The boys were thin. Most wore t-shirts. Some were naked to the waist to show their muscles. But they all had a hungry look, a look that surpassed a need for food. Strangely, I thought of the roast beef sandwich I couldn't finish and the Coke and the wedge of apple pie that waited for me. I pushed those images away because although I didn’t understand what the boys meant, I was scared.

Another boy said, “Why you be wearin’ a hat? Why not wear a field rag to cover yo head?”

The first one spoke again. “Look like ole Marse Whiteass sent his nigger on a errand. Fetch some comic books for little Whitey.”

“Yes suh, yes suh,” the second one said with an exaggerated Southern accent and scuttled along as if one of his legs were broken or shackled, perhaps imitating some servant from an old movie.

“Don’t you know them days is over, Grandpap?”

“Don’t you feel no shame, old man?”

The boys started to grab pieces of two-by-fours that at one time held walls together. Their taunting voices, their youth and their numbers gave them strength and a single mind. Then, like a pack of predators, they moved towards us.

My small hand reached for Horace’s. His rough, warm hand enclosed mine with unquestioning firmness. Then he stood taller. Somehow his long back lengthened. His jaw set. His eyes were like stones that showed nothing but purpose, and he looked from one boy’s eyes into the next set of eyes, deeply. I could not see what they saw. I could not feel what they felt. Horace stood like an oak tree. He didn’t move a muscle; never said a word. No x-ray vision or gadgets in a belt. Just dignity.

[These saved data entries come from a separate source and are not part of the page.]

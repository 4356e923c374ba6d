//! LiveSession — the tokio event loop that owns the [`ConnectionManager`].
//!
//! Socket tasks, reconnect timers and [`SessionControl`] commands all funnel
//! into one `mpsc` channel.  The loop handles each event to completion
//! before the next, then publishes the connection projections (`connected`,
//! `connection_lost`) on watch channels and forwards the manager's events on
//! a broadcast channel.
//!
//! The presentation side only ever holds a [`LiveHandle`].

use std::sync::Arc;

use radio_proto::config::Config;
use radio_proto::protocol::{SharedSnapshot, StationId};
use reqwest::Url;
use tokio::sync::{broadcast, mpsc, oneshot, watch};
use tokio::task::JoinHandle;
use tracing::{debug, info, warn};

use crate::auth::TokenSource;
use crate::commentary::{CommentaryBuffer, CommentaryState, CommentaryStreamAccumulator};
use crate::connection::{ConnectionEvent, ConnectionId, ConnectionManager, TimerId};
use crate::endpoint;
use crate::error::TransportError;
use crate::policy::ReconnectPolicy;
use crate::router::{LiveEventRouter, QueryInvalidator};
use crate::station_cache::StationCache;
use crate::timer::TokioScheduler;
use crate::ws::WsTransport;

const LOOP_CHANNEL_CAPACITY: usize = 256;
const EVENT_BROADCAST_CAPACITY: usize = 64;

/// Socket-level outcomes reported by a [`WsTransport`] task.
#[derive(Debug)]
pub enum TransportEvent {
    Opened,
    Frame(String),
    Closed { code: u16, reason: String },
    Error(String),
}

#[derive(Debug)]
pub enum SessionCommand {
    Connect,
    Disconnect(String),
    /// A session key for the credential endpoint became available.
    ProvideCredential(String),
    RevokeCredential,
    Shutdown(Option<oneshot::Sender<()>>),
}

/// All inputs into the session loop.
#[derive(Debug)]
pub enum LoopEvent {
    Transport(ConnectionId, TransportEvent),
    Timer(TimerId),
    Command(SessionCommand),
}

#[derive(Debug, Clone)]
pub struct SessionOptions {
    pub push_url: Url,
    pub policy: ReconnectPolicy,
    /// Station for push frames that carry no `station_id`.
    pub default_station: StationId,
    /// Set when push connections need a short-lived credential.
    pub token_url: Option<Url>,
}

impl SessionOptions {
    pub fn from_config(config: &Config) -> Result<Self, TransportError> {
        let push_url = endpoint::push_url(&config.server)?;
        let token_url = if config.auth.enabled {
            Some(endpoint::token_url(&config.server, &config.auth)?)
        } else {
            None
        };
        Ok(Self {
            push_url,
            policy: ReconnectPolicy::from(&config.reconnect),
            default_station: StationId::from(config.stations.default_station.as_str()),
            token_url,
        })
    }
}

pub struct LiveSession {
    manager: ConnectionManager<WsTransport, TokioScheduler>,
    tokens: Option<Arc<TokenSource>>,
    connected_tx: watch::Sender<bool>,
    lost_tx: watch::Sender<bool>,
    events_tx: broadcast::Sender<ConnectionEvent>,
}

impl LiveSession {
    /// Wire the router into a fresh connection manager, spawn the loop and
    /// connect.  `cache` and `commentary` are shared and outlive the session.
    pub fn start(
        options: SessionOptions,
        cache: Arc<StationCache>,
        commentary: Arc<CommentaryStreamAccumulator>,
        invalidator: Arc<dyn QueryInvalidator>,
        api_key: Option<String>,
    ) -> LiveHandle {
        let (loop_tx, loop_rx) = mpsc::channel::<LoopEvent>(LOOP_CHANNEL_CAPACITY);

        let tokens = options
            .token_url
            .map(|url| Arc::new(TokenSource::new(url, api_key)));
        let transport = WsTransport::new(options.push_url, tokens.clone(), loop_tx.clone());
        let scheduler = TokioScheduler::new(loop_tx.clone());

        let mut manager = ConnectionManager::new(transport, scheduler, options.policy);
        if let Some(source) = &tokens {
            manager = manager.with_auth(source.has_key());
        }

        let router = LiveEventRouter::new(
            cache.clone(),
            commentary.clone(),
            invalidator,
            options.default_station,
        );
        manager.on_message(router.into_handler());

        let (connected_tx, connected_rx) = watch::channel(false);
        let (lost_tx, lost_rx) = watch::channel(false);
        let (events_tx, _) = broadcast::channel(EVENT_BROADCAST_CAPACITY);

        let session = LiveSession {
            manager,
            tokens,
            connected_tx,
            lost_tx,
            events_tx: events_tx.clone(),
        };
        let task = tokio::spawn(session.run(loop_rx));

        LiveHandle {
            control: SessionControl { tx: loop_tx },
            cache,
            commentary,
            connected: connected_rx,
            lost: lost_rx,
            events: events_tx,
            task: Some(task),
        }
    }

    async fn run(mut self, mut loop_rx: mpsc::Receiver<LoopEvent>) {
        info!("live session: starting on {}", self.manager.transport().url());
        self.manager.connect();
        self.publish();

        while let Some(event) = loop_rx.recv().await {
            match event {
                LoopEvent::Transport(id, event) => self.handle_transport(id, event),
                LoopEvent::Timer(timer) => self.manager.handle_timer(timer),
                LoopEvent::Command(SessionCommand::Shutdown(ack)) => {
                    info!("live session: shutdown requested");
                    self.manager.shutdown();
                    self.publish();
                    if let Some(ack) = ack {
                        let _ = ack.send(());
                    }
                    return;
                }
                LoopEvent::Command(command) => self.handle_command(command),
            }
            self.publish();
        }

        // every sender is gone, including our own transport's
        self.manager.shutdown();
        self.publish();
    }

    fn handle_transport(&mut self, id: ConnectionId, event: TransportEvent) {
        match event {
            TransportEvent::Opened => self.manager.handle_open(id),
            TransportEvent::Frame(text) => self.manager.handle_frame(id, &text),
            TransportEvent::Closed { code, reason } => self.manager.handle_close(id, code, &reason),
            TransportEvent::Error(error) => self.manager.handle_error(id, &error),
        }
    }

    fn handle_command(&mut self, command: SessionCommand) {
        debug!("live session: command {:?}", command);
        match command {
            SessionCommand::Connect => self.manager.connect(),
            SessionCommand::Disconnect(reason) => self.manager.disconnect(&reason),
            SessionCommand::ProvideCredential(key) => {
                let Some(source) = &self.tokens else {
                    debug!("live session: credential ignored, auth is disabled");
                    return;
                };
                source.set_api_key(key);
                if source.has_key() {
                    self.manager.credential_available();
                }
            }
            SessionCommand::RevokeCredential => {
                if let Some(source) = &self.tokens {
                    source.clear_api_key();
                    self.manager.credential_revoked();
                }
            }
            SessionCommand::Shutdown(_) => {}
        }
    }

    fn publish(&mut self) {
        for event in self.manager.take_events() {
            match &event {
                ConnectionEvent::Connected { reconnected: true } => {
                    info!("live session: push channel restored")
                }
                ConnectionEvent::ConnectionLost => {
                    warn!("live session: connection lost, reconnect manually to retry")
                }
                _ => {}
            }
            // no subscribers is fine
            let _ = self.events_tx.send(event);
        }
        set_flag(&self.connected_tx, self.manager.is_open());
        set_flag(&self.lost_tx, self.manager.connection_lost());
    }
}

fn set_flag(tx: &watch::Sender<bool>, value: bool) {
    tx.send_if_modified(|current| {
        if *current == value {
            return false;
        }
        *current = value;
        true
    });
}

/// Cloneable command side of a running session.
#[derive(Clone)]
pub struct SessionControl {
    tx: mpsc::Sender<LoopEvent>,
}

impl SessionControl {
    /// Reconnect now.  After the reconnect budget is exhausted this is the
    /// only way back; the budget refills once the dial opens.
    pub async fn connect(&self) {
        self.send(SessionCommand::Connect).await;
    }

    pub async fn disconnect(&self, reason: impl Into<String>) {
        self.send(SessionCommand::Disconnect(reason.into())).await;
    }

    pub async fn provide_credential(&self, api_key: impl Into<String>) {
        self.send(SessionCommand::ProvideCredential(api_key.into()))
            .await;
    }

    pub async fn revoke_credential(&self) {
        self.send(SessionCommand::RevokeCredential).await;
    }

    async fn send(&self, command: SessionCommand) {
        if self.tx.send(LoopEvent::Command(command)).await.is_err() {
            debug!("live session: command dropped, session has ended");
        }
    }
}

/// Everything the presentation layer reads and the few things it may do.
pub struct LiveHandle {
    control: SessionControl,
    cache: Arc<StationCache>,
    commentary: Arc<CommentaryStreamAccumulator>,
    connected: watch::Receiver<bool>,
    lost: watch::Receiver<bool>,
    events: broadcast::Sender<ConnectionEvent>,
    task: Option<JoinHandle<()>>,
}

impl LiveHandle {
    pub fn current(&self) -> Option<SharedSnapshot> {
        self.cache.current()
    }

    pub fn watch_current(&self) -> watch::Receiver<Option<SharedSnapshot>> {
        self.cache.subscribe()
    }

    pub fn commentary(&self) -> CommentaryBuffer {
        self.commentary.buffer()
    }

    pub fn watch_commentary(&self) -> watch::Receiver<CommentaryState> {
        self.commentary.subscribe()
    }

    pub fn is_connected(&self) -> bool {
        *self.connected.borrow()
    }

    pub fn watch_connected(&self) -> watch::Receiver<bool> {
        self.connected.clone()
    }

    /// Set once automatic recovery has given up; cleared by a manual connect.
    pub fn connection_lost(&self) -> bool {
        *self.lost.borrow()
    }

    pub fn watch_connection_lost(&self) -> watch::Receiver<bool> {
        self.lost.clone()
    }

    pub fn subscribe_events(&self) -> broadcast::Receiver<ConnectionEvent> {
        self.events.subscribe()
    }

    pub fn active_station(&self) -> StationId {
        self.cache.active_station()
    }

    pub fn watch_active_station(&self) -> watch::Receiver<StationId> {
        self.cache.watch_active()
    }

    pub fn set_active_station(&self, station_id: StationId) {
        self.cache.set_active_station(station_id);
    }

    /// The roster as last reported by the pull layer.
    pub fn known_stations(&self) -> Vec<StationId> {
        self.cache.known_stations()
    }

    pub fn control(&self) -> SessionControl {
        self.control.clone()
    }

    /// Cancel the pending reconnect, close the live connection with a normal
    /// close, detach the message handlers, and wait for the loop to exit.
    pub async fn shutdown(mut self) {
        let Some(task) = self.task.take() else {
            return;
        };
        let (ack_tx, ack_rx) = oneshot::channel();
        self.control
            .send(SessionCommand::Shutdown(Some(ack_tx)))
            .await;
        let _ = ack_rx.await;
        if let Err(e) = task.await {
            warn!("live session: loop task failed: {}", e);
        }
    }
}

impl Drop for LiveHandle {
    fn drop(&mut self) {
        if self.task.is_some() {
            let _ = self
                .control
                .tx
                .try_send(LoopEvent::Command(SessionCommand::Shutdown(None)));
        }
    }
}

#[cfg(test)]
mod tests {
    use super::*;
    use radio_proto::config::{AuthConfig, ServerConfig};

    #[test]
    fn test_options_from_config() {
        let config = Config {
            server: ServerConfig {
                base_url: "https://radio.example.com".into(),
                ws_path: "/live".into(),
            },
            auth: AuthConfig {
                enabled: true,
                ..AuthConfig::default()
            },
            ..Config::default()
        };
        let options = SessionOptions::from_config(&config).unwrap();
        assert_eq!(options.push_url.as_str(), "wss://radio.example.com/live");
        assert_eq!(
            options.token_url.unwrap().as_str(),
            "https://radio.example.com/api/auth/ws-token"
        );
        assert_eq!(options.default_station, StationId::from("main"));
        assert_eq!(options.policy.max_attempts, 5);
    }

    #[test]
    fn test_no_token_url_without_auth() {
        let options = SessionOptions::from_config(&Config::default()).unwrap();
        assert!(options.token_url.is_none());
        assert_eq!(options.push_url.as_str(), "ws://127.0.0.1:8000/ws");
    }
}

Something deserted each boy. Their fingers eased from the wood. They dropped the two-by-fours, but their eyes would not release their hatred.

“Just one time, old man,” the first boy said in a cursed whisper.

We crossed the street.

Years passed before I realized the meaning of that moment. Four summers later Newark would be another city that exploded. My father’s store would be robbed. Sam’s store would be looted and burned to the ground. Horace would be dead from lung cancer.

When I look back, I wonder what Horace had been thinking? Did he feel more than a wisp of satisfaction to see those young people so full of anger that they would sacrifice their flesh—perhaps down the road even their lives—to make a point? All to force an overdue change? Did Horace feel regret in knowing that such a change would come at a terrible price? Did he feel shame in how he had lived his life? Or did he feel pride in how he had conducted himself in the life allotted to him?

I was too young to ask those questions. When I was old enough to ask, the opportunity had passed. What I did realize on some level was that all heroes do not possess super powers.

Horace and I walked back to the store. All the while I held the fantasy books in one hand and a roughened reality in the other.